Last time we looked at code to read from a file. That code looked like this:
// create a stream to access dictionary file fileReader = new BufferedReader(new FileReader("file.txt")); // get the first line of the file nextLine = fileReader.readLine(); // Read words until we run out of words or the array becomes full while (nextLine != null) { // Code to process the line omitted // get the next line from the file nextLine = fileReader.readLine(); } // Close the file fileReader.close();
How different are Web pages from files? There are two obvious differences:
The fact that the text in a Web page is HTML is only an issue if we want to display it nicely, like a Web browser does. HTML is, in fact, just text but with a funny syntax, in the same way that a Java file is just text with a funny syntax.

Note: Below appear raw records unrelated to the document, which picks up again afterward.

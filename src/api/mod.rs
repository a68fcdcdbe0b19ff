pub mod cors;
pub mod handlers;
pub mod server;

pub use handlers::AppState;
pub use server::{build_router, run_server, serve, BoxError, ServerConfig};
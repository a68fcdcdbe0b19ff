//! Span emission fan-out
//!
//! Every record in a batch gets its own task, which starts a span, copies the
//! record's properties onto it as attributes and ends it. The caller does not
//! get control back until every task has finished or the deadline passed, in
//! which case the stragglers are aborted.

use std::time::Duration;

use opentelemetry::trace::{Span, Tracer};
use opentelemetry::{Context, KeyValue};
use tokio::task::JoinSet;

use super::model::{EventBatch, EventRecord};

/// Deadline for the whole emission phase of one request
pub const DEFAULT_EMIT_TIMEOUT: Duration = Duration::from_secs(5);

/// What happened to a batch
#[derive(Debug, Clone, Copy, PartialEq, Eq)]
pub struct EmitReport {
    pub requested: usize,
    pub completed: usize,
    pub timed_out: bool,
}

impl EmitReport {
    pub fn is_complete(&self) -> bool {
        !self.timed_out && self.completed == self.requested
    }
}

/// Emit one span per record and wait for all of them, at most `deadline`.
pub async fn emit<T>(
    tracer: &T,
    batch: EventBatch,
    parent_cx: &Context,
    deadline: Duration,
) -> EmitReport
where
    T: Tracer + Clone + Send + Sync + 'static,
{
    let requested = batch.len();
    let mut tasks = JoinSet::new();

    for record in batch {
        let tracer = tracer.clone();
        let cx = parent_cx.clone();
        tasks.spawn(async move { emit_record(&tracer, record, &cx) });
    }

    let mut completed = 0;
    let joined = tokio::time::timeout(deadline, async {
        while let Some(result) = tasks.join_next().await {
            match result {
                Ok(()) => completed += 1,
                Err(e) => tracing::warn!(error = %e, "Event emission task failed"),
            }
        }
    })
    .await;

    let timed_out = joined.is_err();
    if timed_out {
        tasks.abort_all();
        tracing::warn!(
            requested,
            completed,
            deadline_ms = deadline.as_millis() as u64,
            "Event emission timed out, abandoning remaining spans"
        );
    }

    EmitReport {
        requested,
        completed,
        timed_out,
    }
}

fn emit_record<T: Tracer>(tracer: &T, record: EventRecord, parent_cx: &Context) {
    let mut span = tracer.start_with_context(record.span_name(), parent_cx);
    for (key, value) in record.properties {
        span.set_attribute(KeyValue::new(key, value));
    }
    span.end();

    tracing::debug!(
        event_type = %record.event_type,
        event_name = %record.name,
        "Processed event"
    );
}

What we care about is the second point. The Web page is probably on a different machine. Because of this when we read a Web page in Java, we can't use a FileReader as above. Fortuntately, Java makes it easy for us to read web pages with a URL. We need to construct the stream reader differently, but after we do that the code to read from the stream is identical. Here it is:
// Note the different way of constructing a stream to read a URL // over the network pageReader = new BufferedReader(new InputStreamReader(url.openStream())); // Read the first line nextLine = pageReader.readLine(); // Loop until all the lines are read while (nextLine != null) { // Code to process next line omitted nextLine = pageReader.readLine(); } // Close the stream pageReader.close();
Now, let's talk a bit about how networking programs work. When we write a networking program like the HTMLLinkFinder or the SpamFilter from lab, our program is communicating with another program over the network. Our program is a client. The other program is a server. In the case of HTMLLinkFinder, we are communicating with a Web server. In the case of the SpamFilter, we are communicating with a POP (Post Office Protocol) server which is one type of server that can be used to read mail.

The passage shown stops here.